Support local and shop small are two deeply engrained values of southern Minnesota, and despite the ongoing COVID-19 pandemic local retailers knew this year would be no exception as communities shopped for all their holiday needs.

While some businesses have had to cut back on seasonal employees and increase the hours put in by their usual crew – including owners – it has been a remarkable holiday season in terms of sales in Owatonna and Faribault.

Julie Schultz, co-owner of Costas Candies in downtown Owatonna, said sales have been up more than usual, which helped make up for the extra stress she put in to staffing for the season.

“Overall we ended up with about the same amount of help, but we didn’t want quite so many people here in terms of COVID and wanting to limit interactions with each other and our customers,” Schultz said, stating she usually hires a group of the same seasonal employees back each year along with a few college-aged kids who return home for vacation. “We have a couple older retired ladies who had talked about possibly coming back and helping us, but as things got worse in the communities, they didn’t want to be down here so all of us who are here have worked a little more than usual this season.”

For the most part, Schultz said the most stressful part about staffing the store for the holidays has been ensuring the candy shop can indeed stay open – including if someone were to come in contact with a positive case of COVID-19.

“I had to get people I knew and trusted that they would only be at home and here so that we could stay safe and be able to stay open,” Schultz said. “That was my main concern, we even tried to run split shifts for a while to keep us apart and have less exposure if someone was sick – we just didn’t want to have to totally shut down. But that only lasted about a week before we just said we need everyone here.”

Joe Donahue, the owner of Faribault Ace Hardware, said his staff quarantining as they waited for COVID-19 test results definitely has impacted the flow of the season, but that he is pleased with how they’ve been able to make it work.

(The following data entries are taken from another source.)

impl ToolRegistry {
    /// Open a registry over `tools_dir`, creating the directory if needed
    /// and performing the initial scan.
    pub fn open(tools_dir: PathBuf) -> ToolforgeResult<Self> {
        std::fs::create_dir_all(&tools_dir).map_err(|e| {
            ToolforgeError::Config(format!(
                "cannot create tools directory {}: {e}",
                tools_dir.display()
            ))
        })?;

        let tables = Self::scan(&tools_dir);
        let index = Self::build_index(&tables);
        info!(
            "tool registry loaded: {} available, {} unavailable",
            tables.tools.len(),
            tables.unavailable.len()
        );

        Ok(Self {
            tools_dir,
            tables: RwLock::new(tables),
            index: RwLock::new(index),
            bugged: Mutex::new(HashMap::new()),
        })
    }

    fn scan(tools_dir: &PathBuf) -> Tables {
        let mut tools = HashMap::new();
        let mut unavailable = BTreeMap::new();

        let entries = match std::fs::read_dir(tools_dir) {
            Ok(entries) => entries,
            Err(e) => {
                error!("cannot read tools directory {}: {e}", tools_dir.display());
                return Tables { tools, unavailable };
            }
        };

        for entry in entries.flatten() {
            let path = entry.path();
            if path.extension().and_then(|e| e.to_str()) != Some("json") {
                continue;
            }
            let stem = path
                .file_stem()
                .and_then(|s| s.to_str())
                .unwrap_or_default()
                .to_string();
            if stem.starts_with('_') {
                continue;
            }

            match Self::load_one(&path) {
                Ok(tool) => {
                    let name = tool.manifest.name.clone();
                    if tools.contains_key(&name) {
                        warn!("duplicate tool '{name}'; keeping the first definition");
                        continue;
                    }
                    info!("loaded tool: {name}");
                    tools.insert(name, Arc::new(tool));
                }
                Err(reason) => {
                    warn!("failed to load tool '{stem}': {reason}");
                    unavailable.insert(stem, reason);
                }
            }
        }

        Tables { tools, unavailable }
    }

    fn load_one(manifest_path: &std::path::Path) -> Result<LoadedTool, String> {
        let raw = std::fs::read_to_string(manifest_path)
            .map_err(|e| format!("cannot read manifest: {e}"))?;
        let manifest: ToolManifest =
            serde_json::from_str(&raw).map_err(|e| format!("invalid manifest: {e}"))?;
        manifest.validate()?;

        let code_path = manifest_path.with_extension("py");
        let code = std::fs::read_to_string(&code_path)
            .map_err(|e| format!("cannot read source {}: {e}", code_path.display()))?;
        if code.trim().is_empty() {
            return Err("source file is empty".to_string());
        }

        Ok(LoadedTool { manifest, code })
    }

    fn build_index(tables: &Tables) -> SearchIndex {
        let mut docs: Vec<ToolDoc> = tables.tools.values().map(|t| t.doc()).collect();
        docs.sort_by(|a, b| a.name.cmp(&b.name));
        SearchIndex::build(docs)
    }

    /// Rescan the tools directory and atomically swap in the new tables.
    pub async fn reload(&self) -> ToolforgeResult<AvailabilityStatus> {
        let new_tables = Self::scan(&self.tools_dir);
        let new_index = Self::build_index(&new_tables);

        {
            let mut tables = self.tables.write().await;
            *tables = new_tables;
        }
        {
            let mut index = self.index.write().await;
            *index = new_index;
        }
        let status = self.availability_status().await;
        info!(
            "registry reloaded: {} available, {} unavailable",
            status.available_tools, status.unavailable_tools
        );
        Ok(status)
    }

    pub async fn get(&self, name: &str) -> Option<Arc<LoadedTool>> {
        self.tables.read().await.tools.get(name).cloned()
    }

    /// Reason a tool failed to load, if it is in the unavailable set.
    pub async fn unavailable_reason(&self, name: &str) -> Option<String> {
        self.tables.read().await.unavailable.get(name).cloned()
    }

    pub async fn is_bugged(&self, name: &str) -> bool {
        self.bugged
            .lock()
            .await
            .get(name)
            .map(|r| r.is_bugged())
            .unwrap_or(false)
    }

    pub async fn bug_record(&self, name: &str) -> Option<BugRecord> {
        self.bugged.lock().await.get(name).cloned()
    }

    /// Record one execution failure. Returns the updated failure count;
    /// reaching [`BUG_THRESHOLD`] flips the tool to bugged.
    pub async fn record_failure(
        &self,
        name: &str,
        error: String,
        params: Value,
        traceback: Option<String>,
    ) -> usize {
        let mut bugged = self.bugged.lock().await;
        let record = bugged.entry(name.to_string()).or_insert_with(|| BugRecord {
            first_failure: Utc::now(),
            failures: Vec::new(),
        });
        record.failures.push(FailureEntry {
            timestamp: Utc::now(),
            error,
            params,
            traceback,
        });
        let count = record.failures.len();
        if count >= BUG_THRESHOLD {
            warn!("tool '{name}' marked as bugged ({count} failures)");
        }
        count
    }

    /// Clear a tool's quarantine. Admin-only at the API surface.
    pub async fn clear_bug(&self, name: &str) {
        if self.bugged.lock().await.remove(name).is_some() {
            info!("bug status cleared for tool '{name}'");
        }
    }

    pub async fn bugged_tools(&self) -> BTreeMap<String, BugRecord> {
        self.bugged
            .lock()
            .await
            .iter()
            .filter(|(_, r)| r.is_bugged())
            .map(|(k, v)| (k.clone(), v.clone()))
            .collect()
    }

    async fn bugged_names(&self) -> HashSet<String> {
        self.bugged
            .lock()
            .await
            .iter()
            .filter(|(_, r)| r.is_bugged())
            .map(|(k, _)| k.clone())
            .collect()
    }

    pub async fn list(&self, include_unavailable: bool, exclude_bugged: bool) -> Vec<ToolSummary> {
        let tables = self.tables.read().await;
        let bugged = self.bugged.lock().await;

        let mut rows: Vec<ToolSummary> = Vec::new();
        for tool in tables.tools.values() {
            let name = &tool.manifest.name;
            let record = bugged.get(name).filter(|r| r.is_bugged());
            if exclude_bugged && record.is_some() {
                continue;
            }
            rows.push(ToolSummary {
                name: name.clone(),
                description: tool.manifest.description.clone(),
                category: tool.manifest.category.clone(),
                tags: tool.manifest.tags.clone(),
                required_params: tool.manifest.required_params.clone(),
                optional_params: tool.manifest.optional_params.clone(),
                available: true,
                is_bugged: record.is_some(),
                bug_count: record.map(|r| r.failures.len()),
                last_failure: record.and_then(|r| r.failures.last().map(|f| f.timestamp)),
                error: None,
            });
        }

        if include_unavailable {
            for (name, reason) in &tables.unavailable {
                rows.push(ToolSummary {
                    name: name.clone(),
                    description: "Tool failed to load".to_string(),
                    category: "unknown".to_string(),
                    tags: Vec::new(),
                    required_params: Vec::new(),
                    optional_params: BTreeMap::new(),
                    available: false,
                    is_bugged: false,
                    bug_count: None,
                    last_failure: None,
                    error: Some(reason.clone()),
                });
            }
        }

        rows.sort_by(|a, b| a.name.cmp(&b.name));
        rows
    }

    pub async fn availability_status(&self) -> AvailabilityStatus {
        let tables = self.tables.read().await;
        let mut available: Vec<String> = tables.tools.keys().cloned().collect();
        let mut unavailable: Vec<String> = tables.unavailable.keys().cloned().collect();
        let mut bugged: Vec<String> = self.bugged_names().await.into_iter().collect();
        available.sort();
        unavailable.sort();
        bugged.sort();

        AvailabilityStatus {
            total_tools: available.len() + unavailable.len(),
            available_tools: available.len(),
            unavailable_tools: unavailable.len(),
            bugged_tools: bugged.len(),
            available_tool_names: available,
            unavailable_tool_names: unavailable,
            bugged_tool_names: bugged,
        }
    }

    /// Check required parameters against the manifest.
    pub fn validate_params(tool: &LoadedTool, params: &Value) -> ToolforgeResult<()> {
        let missing: Vec<&String> = tool
            .manifest
            .required_params
            .iter()
            .filter(|p| params.get(p.as_str()).is_none())
            .collect();
        if missing.is_empty() {
            Ok(())
        } else {
            Err(ToolforgeError::InvalidInput(format!(
                "missing required parameters: {}",
                missing
                    .iter()
                    .map(|s| s.as_str())
                    .collect::<Vec<_>>()
                    .join(", ")
            )))
        }
    }

    /// Execute a registry tool. Bugged tools fail fast without touching the
    /// executor; a failed execution is recorded toward quarantine.
    pub async fn execute(
        &self,
        name: &str,
        params: Value,
        executor: &dyn ToolExecutor,
        use_sandbox: bool,
        timeout: Duration,
    ) -> ToolforgeResult<ExecutionRecord> {
        let Some(tool) = self.get(name).await else {
            if let Some(reason) = self.unavailable_reason(name).await {
                return Err(ToolforgeError::Unavailable {
                    name: name.to_string(),
                    reason,
                });
            }
            return Err(ToolforgeError::NotFound(name.to_string()));
        };

        if let Some(record) = self.bug_record(name).await {
            if record.is_bugged() {
                let last_error = record
                    .failures
                    .last()
                    .map(|f| f.error.clone())
                    .unwrap_or_default();
                return Err(ToolforgeError::Bugged {
                    name: name.to_string(),
                    last_error,
                });
            }
        }

        Self::validate_params(&tool, &params)?;

        let request = ExecutionRequest {
            tool_name: name.to_string(),
            code: tool.code.clone(),
            mode: tool.driver_mode(),
            params: params.clone(),
            timeout,
            requirements: tool.manifest.requirements.clone(),
            injected_tools: BTreeMap::new(),
        };

        let record = executor.execute(&request, use_sandbox).await?;
        if !record.success {
            let error = record
                .error
                .clone()
                .unwrap_or_else(|| "unknown error".to_string());
            self.record_failure(name, error, params, record.traceback.clone())
                .await;
        }
        Ok(record)
    }

    /// Rank registry tools against a query.
    pub async fn search(
        &self,
        query: &str,
        top_k: usize,
        category: Option<&str>,
        exclude_bugged: bool,
    ) -> Vec<SearchHit> {
        let excluded = if exclude_bugged {
            self.bugged_names().await
        } else {
            HashSet::new()
        };
        self.index.read().await.search(query, top_k, category, &excluded)
    }

    /// LLM-ready context block for the most relevant tools. Bugged tools
    /// are always excluded here.
    pub async fn tools_context(&self, query: &str, max_tools: usize) -> String {
        let hits = self.search(query, max_tools, None, true).await;
        render_context(query, &hits)
    }

    /// Persist an authored tool into the tools directory. The next
    /// [`reload`](Self::reload) picks it up.
    pub async fn write_tool(&self, manifest: &ToolManifest, code: &str) -> ToolforgeResult<()> {
        manifest
            .validate()
            .map_err(ToolforgeError::InvalidInput)?;
        let base = self.tools_dir.join(&manifest.name);
        let manifest_json = serde_json::to_string_pretty(manifest)
            .map_err(|e| ToolforgeError::Internal(e.into()))?;
        tokio::fs::write(base.with_extension("py"), code)
            .await
            .map_err(|e| ToolforgeError::Internal(e.into()))?;
        tokio::fs::write(base.with_extension("json"), manifest_json)
            .await
            .map_err(|e| ToolforgeError::Internal(e.into()))?;
        info!("persisted tool '{}' to {}", manifest.name, self.tools_dir.display());
        Ok(())
    }
}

“We don’t really hire a lot of additional help just for seasonal work, we like to keep all our people busy all year round, but it’s been a little bit of a challenge,” Donahue said. “Some of our part-time people may be putting in a few more hours, but you just try to get by and roll with the punches. We do what we need to do as a team to get the job done and take care of customers.”

As owner of the store, Donahue is typically hands-on and helping patrons during business hours, doing the more administrative work when he is at home at night. Though this is typical behavior for Donahue, he admits that it may be slightly increased during a highly busy holiday season.

“It has been a very busy, really good Christmas season,” Donahue said. “People are tending to buy things a little differently than they had in the past. We have sold a lot more Christmas lights this year than normal years. I think part of it has to do with people trying to do something to lift their spirits.”

Both Donahue and Schultz agree that shopping locally seems to be one of the biggest ways people in their respective communities have tried to rise above COVID-19, especially over the last month. Both business owners say they have seen a lot of new faces outside of their core customer base visit them recently, and Schultz added she is seeing more activity in downtown Owatonna in general throughout the pandemic.

“The unseasonably warm weather has kept downtown hopping,” Schultz said. “The last couple weeks have been packed down here with people not wanting to travel and go far to shop. Owatonna has been really good about trying to support local businesses in any way that they can, and I hope that this all continues.”

“I hope more people who haven’t shopped local before and downtown have opened their eyes to how much it has to offer,” she continued. “I guess if you’re looking for a positive with COVID-19, I really hope this is it – that more people will now shop local.”